悪戯の成功を確信してニマニマと海くんの方に目を向けると、
「...............え?」
茹だったのかってくらい顔が真っ赤に染め上がった海くんが見てとれた。
夏の夜。
花火の音が届かなくなるくらい、静かな時間がゆっくりと流れる。
✿ ❀ ✿ ❀ ✿
「ふぅ」
一息ついて、休憩でもしようかと三時間ほど触っていたギターをスタンドに置く。
アンプに繋がっているヘッドフォンを耳から外すと、窓を揺らすほどの低音が外から聞こえてきた。
そういえば、今日は花火大会があるとかって日菜が言っていたかしら。
生憎と日菜は仕事で、私自身あまり花火大会に興味が無かったため見に行くことはしなかったが、部屋で花火の音を拾うのもまた乙というものだ。
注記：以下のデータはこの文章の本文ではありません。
pub mod config;
pub mod connection_manager;
pub mod directory;
pub mod http_status;
mod listing;
pub mod request;
pub mod responder;

use libc::{FD_ISSET, FD_SET, FD_ZERO, fd_set, pselect, timespec};
use log::{debug, error, info, warn};
use std::io::{self, ErrorKind};
use std::net::{SocketAddr, TcpListener, TcpStream};
use std::os::fd::{AsRawFd, RawFd};
use std::thread;
use std::time::{Duration, Instant};
use threadpool::ThreadPool;

use crate::error::ServeError;
use crate::lifecycle::shutdown::ShutdownSignal;
use config::ServerConfig;
use connection_manager::{ConnectionGuard, ConnectionManager};
use request::Request;
use responder::{Response, StaticResponder};

/// How long the accept loop blocks before looking at the shutdown signal again.
const ACCEPT_POLL_INTERVAL: Duration = Duration::from_millis(100);
const ACCEPT_RETRY_DELAY: Duration = Duration::from_millis(10);
const DRAIN_POLL_INTERVAL: Duration = Duration::from_millis(10);
const CLIENT_READ_TIMEOUT: Duration = Duration::from_secs(30);

/// A bound listener together with everything needed to answer on it.
pub struct HttpServer {
    listener: TcpListener,
    responder: StaticResponder,
    connection_manager: ConnectionManager,
    thread_pool: ThreadPool,
}

impl HttpServer {
    pub fn bind(config: &ServerConfig, responder: StaticResponder) -> Result<Self, ServeError> {
        let port = u16::try_from(config.port).map_err(|_| ServeError::InvalidPort(config.port))?;
        let addr = SocketAddr::from(([0, 0, 0, 0], port));

        let listener = TcpListener::bind(addr).map_err(|source| ServeError::Bind { port, source })?;
        listener
            .set_nonblocking(true)
            .map_err(|source| ServeError::Bind { port, source })?;

        info!("Listening on {}", addr);

        Ok(Self {
            listener,
            responder,
            connection_manager: ConnectionManager::new(),
            thread_pool: ThreadPool::with_name("http-worker".to_string(), config.threads.max(1)),
        })
    }

    pub fn local_addr(&self) -> io::Result<SocketAddr> {
        self.listener.local_addr()
    }

    /// Accepts connections until `shutdown` fires, then drains in-flight
    /// requests until the deadline carried by the signal.
    pub fn serve(self, shutdown: ShutdownSignal) -> Result<(), ServeError> {
        info!(
            "Server running with {} threads, serving {:?}",
            self.thread_pool.max_count(),
            self.responder.root()
        );

        let listener_fd = self.listener.as_raw_fd();

        loop {
            if let Some(deadline) = shutdown.poll() {
                return self.drain(deadline);
            }

            match wait_readable(listener_fd, ACCEPT_POLL_INTERVAL) {
                Ok(true) => self.accept_new_connections()?,
                Ok(false) => {}
                Err(e) if e.kind() == ErrorKind::Interrupted => {}
                Err(e) => {
                    error!("pselect error: {}", e);
                    return Err(ServeError::Serve(e));
                }
            }
        }
    }

    fn accept_new_connections(&self) -> Result<(), ServeError> {
        loop {
            match self.listener.accept() {
                Ok((stream, addr)) => self.dispatch(stream, addr),
                Err(e) if e.kind() == ErrorKind::WouldBlock => return Ok(()),
                Err(e) if is_transient_accept_error(&e) => {
                    warn!("Error accepting connection: {}", e);
                    thread::sleep(ACCEPT_RETRY_DELAY);
                    return Ok(());
                }
                Err(e) => {
                    error!("Error accepting connection: {}", e);
                    return Err(ServeError::Serve(e));
                }
            }
        }
    }

    fn dispatch(&self, stream: TcpStream, addr: SocketAddr) {
        if let Err(e) = stream.set_nonblocking(false) {
            error!("Failed to set blocking mode for {}: {}", addr, e);
            return;
        }
        if let Err(e) = stream.set_read_timeout(Some(CLIENT_READ_TIMEOUT)) {
            warn!("Failed to set read timeout for {}: {}", addr, e);
        }

        let guard = self.connection_manager.add_connection(&stream, addr);
        debug!(
            "Accepted connection from {} (active: {})",
            addr,
            self.connection_manager.get_connections_count()
        );

        let responder = self.responder.clone();
        self.thread_pool.execute(move || {
            handle_client(stream, addr, &responder, guard);
        });
    }

    fn drain(self, deadline: Instant) -> Result<(), ServeError> {
        let Self {
            listener,
            connection_manager,
            thread_pool,
            ..
        } = self;

        drop(listener);
        info!(
            "Listener closed, waiting for {} in-flight connection(s)",
            connection_manager.get_connections_count()
        );

        while !connection_manager.is_empty() {
            if Instant::now() >= deadline {
                let in_flight = connection_manager.close_all();
                warn!("Shutdown deadline reached, closed {} connection(s)", in_flight);
                return Err(ServeError::ShutdownTimedOut { in_flight });
            }
            thread::sleep(DRAIN_POLL_INTERVAL);
        }

        debug!("All connections drained ({} workers idle)", thread_pool.max_count());
        Ok(())
    }
}

fn handle_client(
    mut stream: TcpStream,
    addr: SocketAddr,
    responder: &StaticResponder,
    _guard: ConnectionGuard,
) {
    debug!(
        "[Thread {:?}] Handling connection from {}",
        thread::current().id(),
        addr
    );

    let response = match Request::read_from(&mut stream) {
        Ok(request) => responder.respond(&request),
        Err(e) => match e.status() {
            Some(status) => {
                warn!("Rejecting request from {}: {}", addr, e);
                Response::error(status)
            }
            None => {
                debug!("No response for {}: {}", addr, e);
                return;
            }
        },
    };

    let status = response.status;
    match response.write_to(&mut stream) {
        Ok(sent) => debug!("Answered {} with {} ({} body bytes)", addr, status.code(), sent),
        Err(e) => error!("Error sending response to {}: {}", addr, e),
    }
}

/// Per-connection failures that should not bring the accept loop down.
fn is_transient_accept_error(e: &io::Error) -> bool {
    matches!(
        e.kind(),
        ErrorKind::Interrupted | ErrorKind::ConnectionAborted | ErrorKind::ConnectionReset
    ) || matches!(e.raw_os_error(), Some(libc::EMFILE | libc::ENFILE | libc::ENOBUFS | libc::ENOMEM))
}

/// Blocks until `fd` is readable or `timeout` passes.
fn wait_readable(fd: RawFd, timeout: Duration) -> io::Result<bool> {
    // fd_set is a fixed bitmap, FD_SET past its end is undefined behaviour
    if fd < 0 || fd as usize >= libc::FD_SETSIZE as usize {
        return Err(io::Error::new(
            ErrorKind::InvalidInput,
            format!("descriptor {} does not fit in an fd_set", fd),
        ));
    }

    let mut read_set: fd_set = unsafe { std::mem::zeroed() };
    unsafe { FD_ZERO(&mut read_set) };
    unsafe { FD_SET(fd, &mut read_set) };

    let timeout = timespec {
        tv_sec: timeout.as_secs() as libc::time_t,
        tv_nsec: timeout.subsec_nanos() as libc::c_long,
    };

    let ready_count = unsafe {
        pselect(
            fd + 1,
            &mut read_set,
            std::ptr::null_mut(),
            std::ptr::null_mut(),
            &timeout,
            std::ptr::null(),
        )
    };

    match ready_count {
        n if n < 0 => Err(io::Error::last_os_error()),
        0 => Ok(false),
        _ => Ok(unsafe { FD_ISSET(fd, &read_set) }),
    }
}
パックの紅茶に氷を入れてアイスティーを作りながら、そういえば昔、Roseliaと海くんの六人で花火を見に行ったことがあったなと思い出す。
「...あの時から、彼の目には彼女が映っていたのね」
私が告白した時に彼の言っていた、おそらく本音であろう断り文句。
何時ぞやの花火大会で、花火そっちのけで彼が見ていた相手。
「『好きな人がいるので』、か。全く......今思い出しても悔しいわね」
出来上がったアイスティーを口に含む。
砂糖はたっぷり入っているはずなのに、何故だか甘みは感じなかった。